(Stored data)
• • • •

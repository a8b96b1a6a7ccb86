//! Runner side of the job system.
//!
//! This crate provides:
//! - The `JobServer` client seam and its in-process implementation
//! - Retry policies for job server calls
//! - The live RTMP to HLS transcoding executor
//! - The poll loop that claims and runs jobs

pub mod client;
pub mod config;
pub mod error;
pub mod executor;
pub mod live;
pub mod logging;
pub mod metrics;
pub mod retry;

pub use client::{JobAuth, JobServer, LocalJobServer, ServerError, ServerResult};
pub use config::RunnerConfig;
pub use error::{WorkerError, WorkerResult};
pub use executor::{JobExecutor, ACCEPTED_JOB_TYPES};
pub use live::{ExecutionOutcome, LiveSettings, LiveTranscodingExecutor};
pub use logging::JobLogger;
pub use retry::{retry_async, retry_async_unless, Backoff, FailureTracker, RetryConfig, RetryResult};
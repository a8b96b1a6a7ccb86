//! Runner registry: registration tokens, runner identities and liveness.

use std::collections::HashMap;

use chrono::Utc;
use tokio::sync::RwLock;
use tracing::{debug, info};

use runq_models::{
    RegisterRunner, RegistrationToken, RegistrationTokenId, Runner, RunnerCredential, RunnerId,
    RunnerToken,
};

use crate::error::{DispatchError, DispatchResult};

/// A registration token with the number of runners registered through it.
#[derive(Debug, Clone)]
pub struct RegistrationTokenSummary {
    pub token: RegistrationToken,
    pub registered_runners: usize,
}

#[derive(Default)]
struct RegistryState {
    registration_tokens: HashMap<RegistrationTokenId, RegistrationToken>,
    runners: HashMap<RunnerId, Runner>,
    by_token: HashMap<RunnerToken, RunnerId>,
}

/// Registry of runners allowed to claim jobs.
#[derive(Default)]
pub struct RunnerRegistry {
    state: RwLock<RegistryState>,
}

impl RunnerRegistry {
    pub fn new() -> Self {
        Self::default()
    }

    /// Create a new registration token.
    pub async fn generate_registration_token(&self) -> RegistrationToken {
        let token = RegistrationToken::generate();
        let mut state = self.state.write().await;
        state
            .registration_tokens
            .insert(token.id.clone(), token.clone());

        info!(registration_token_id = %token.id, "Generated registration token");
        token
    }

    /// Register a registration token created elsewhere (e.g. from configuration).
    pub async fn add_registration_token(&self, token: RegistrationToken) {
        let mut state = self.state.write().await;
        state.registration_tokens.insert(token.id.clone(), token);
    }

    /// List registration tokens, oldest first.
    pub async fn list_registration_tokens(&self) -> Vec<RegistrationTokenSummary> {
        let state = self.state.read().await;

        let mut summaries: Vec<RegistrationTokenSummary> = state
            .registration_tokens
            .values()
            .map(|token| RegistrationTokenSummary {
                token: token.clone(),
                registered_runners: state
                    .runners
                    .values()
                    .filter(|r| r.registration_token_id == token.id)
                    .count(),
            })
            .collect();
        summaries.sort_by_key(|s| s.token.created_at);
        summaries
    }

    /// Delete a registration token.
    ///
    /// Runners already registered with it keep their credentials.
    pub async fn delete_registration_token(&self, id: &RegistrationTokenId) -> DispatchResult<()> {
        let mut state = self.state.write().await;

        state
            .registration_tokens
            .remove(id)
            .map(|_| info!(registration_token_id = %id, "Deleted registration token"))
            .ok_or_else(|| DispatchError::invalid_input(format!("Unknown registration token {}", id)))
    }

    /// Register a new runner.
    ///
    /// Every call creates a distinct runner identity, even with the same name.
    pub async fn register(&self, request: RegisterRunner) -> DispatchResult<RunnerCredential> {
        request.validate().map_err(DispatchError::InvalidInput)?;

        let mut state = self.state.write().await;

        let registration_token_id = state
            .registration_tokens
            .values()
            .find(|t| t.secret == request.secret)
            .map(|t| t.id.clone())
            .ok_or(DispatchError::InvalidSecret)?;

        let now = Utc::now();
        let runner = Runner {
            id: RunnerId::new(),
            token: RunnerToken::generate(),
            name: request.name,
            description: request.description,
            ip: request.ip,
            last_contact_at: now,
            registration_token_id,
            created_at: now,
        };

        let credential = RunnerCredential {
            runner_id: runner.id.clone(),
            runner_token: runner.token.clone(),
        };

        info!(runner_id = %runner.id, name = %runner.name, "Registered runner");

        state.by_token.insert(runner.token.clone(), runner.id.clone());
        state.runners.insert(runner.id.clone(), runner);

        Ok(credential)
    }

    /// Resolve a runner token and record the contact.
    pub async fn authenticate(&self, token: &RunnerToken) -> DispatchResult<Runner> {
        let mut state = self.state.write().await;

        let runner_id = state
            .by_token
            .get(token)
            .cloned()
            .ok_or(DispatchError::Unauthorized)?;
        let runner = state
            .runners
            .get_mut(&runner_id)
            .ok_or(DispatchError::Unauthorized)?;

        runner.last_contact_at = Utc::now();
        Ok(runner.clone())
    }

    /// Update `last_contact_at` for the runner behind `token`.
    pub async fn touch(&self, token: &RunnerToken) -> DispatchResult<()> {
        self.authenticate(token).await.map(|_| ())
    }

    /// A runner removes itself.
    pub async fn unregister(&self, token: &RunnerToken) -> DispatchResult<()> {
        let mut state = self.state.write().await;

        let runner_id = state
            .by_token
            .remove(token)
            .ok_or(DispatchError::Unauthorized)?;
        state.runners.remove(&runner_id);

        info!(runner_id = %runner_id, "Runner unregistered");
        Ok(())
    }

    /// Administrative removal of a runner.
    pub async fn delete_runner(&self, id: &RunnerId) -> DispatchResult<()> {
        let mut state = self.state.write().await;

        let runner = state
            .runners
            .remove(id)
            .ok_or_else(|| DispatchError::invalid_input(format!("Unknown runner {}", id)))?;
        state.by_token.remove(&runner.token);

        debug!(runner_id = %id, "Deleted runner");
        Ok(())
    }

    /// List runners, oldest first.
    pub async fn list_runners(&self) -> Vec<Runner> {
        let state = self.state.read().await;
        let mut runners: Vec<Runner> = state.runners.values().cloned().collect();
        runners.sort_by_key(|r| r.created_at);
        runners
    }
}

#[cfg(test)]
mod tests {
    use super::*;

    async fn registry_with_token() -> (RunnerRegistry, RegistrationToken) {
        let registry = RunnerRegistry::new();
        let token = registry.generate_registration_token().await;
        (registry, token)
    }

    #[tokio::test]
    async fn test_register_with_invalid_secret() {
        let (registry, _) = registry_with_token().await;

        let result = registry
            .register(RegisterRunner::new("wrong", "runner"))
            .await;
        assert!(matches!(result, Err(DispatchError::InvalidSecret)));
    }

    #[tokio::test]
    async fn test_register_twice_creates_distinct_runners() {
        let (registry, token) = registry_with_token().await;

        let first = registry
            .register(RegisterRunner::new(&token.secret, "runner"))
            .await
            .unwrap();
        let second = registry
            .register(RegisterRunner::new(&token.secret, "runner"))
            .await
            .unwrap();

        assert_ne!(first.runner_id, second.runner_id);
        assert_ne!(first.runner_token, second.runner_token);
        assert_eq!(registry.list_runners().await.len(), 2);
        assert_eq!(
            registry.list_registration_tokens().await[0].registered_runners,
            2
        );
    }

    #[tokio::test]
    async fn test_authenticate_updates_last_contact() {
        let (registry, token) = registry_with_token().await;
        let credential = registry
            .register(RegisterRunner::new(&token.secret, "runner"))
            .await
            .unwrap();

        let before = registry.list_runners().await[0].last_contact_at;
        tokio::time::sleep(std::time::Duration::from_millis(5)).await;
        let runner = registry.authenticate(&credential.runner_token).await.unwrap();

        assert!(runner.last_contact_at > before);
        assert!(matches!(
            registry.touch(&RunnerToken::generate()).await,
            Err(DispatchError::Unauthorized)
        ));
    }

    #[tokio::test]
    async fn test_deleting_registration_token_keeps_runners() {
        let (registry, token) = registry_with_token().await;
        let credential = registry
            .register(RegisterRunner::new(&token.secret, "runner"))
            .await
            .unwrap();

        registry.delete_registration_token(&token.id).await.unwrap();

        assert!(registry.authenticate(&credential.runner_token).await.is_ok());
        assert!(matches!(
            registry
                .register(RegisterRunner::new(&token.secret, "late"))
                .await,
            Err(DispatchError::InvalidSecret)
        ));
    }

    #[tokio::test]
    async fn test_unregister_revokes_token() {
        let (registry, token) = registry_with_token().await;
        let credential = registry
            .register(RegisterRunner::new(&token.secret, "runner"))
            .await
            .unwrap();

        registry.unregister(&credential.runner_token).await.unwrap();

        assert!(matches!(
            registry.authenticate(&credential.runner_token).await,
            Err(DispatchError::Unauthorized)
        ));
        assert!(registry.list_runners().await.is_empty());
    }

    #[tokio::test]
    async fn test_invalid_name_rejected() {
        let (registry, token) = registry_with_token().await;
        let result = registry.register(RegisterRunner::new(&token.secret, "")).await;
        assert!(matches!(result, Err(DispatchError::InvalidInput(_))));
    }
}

• • • •

ABOUT THIS TASK ▸ Line count for the word "second": work out how many lines of the data above include it, and reply with that number alone.

RESPONSE BELOW ▸ 3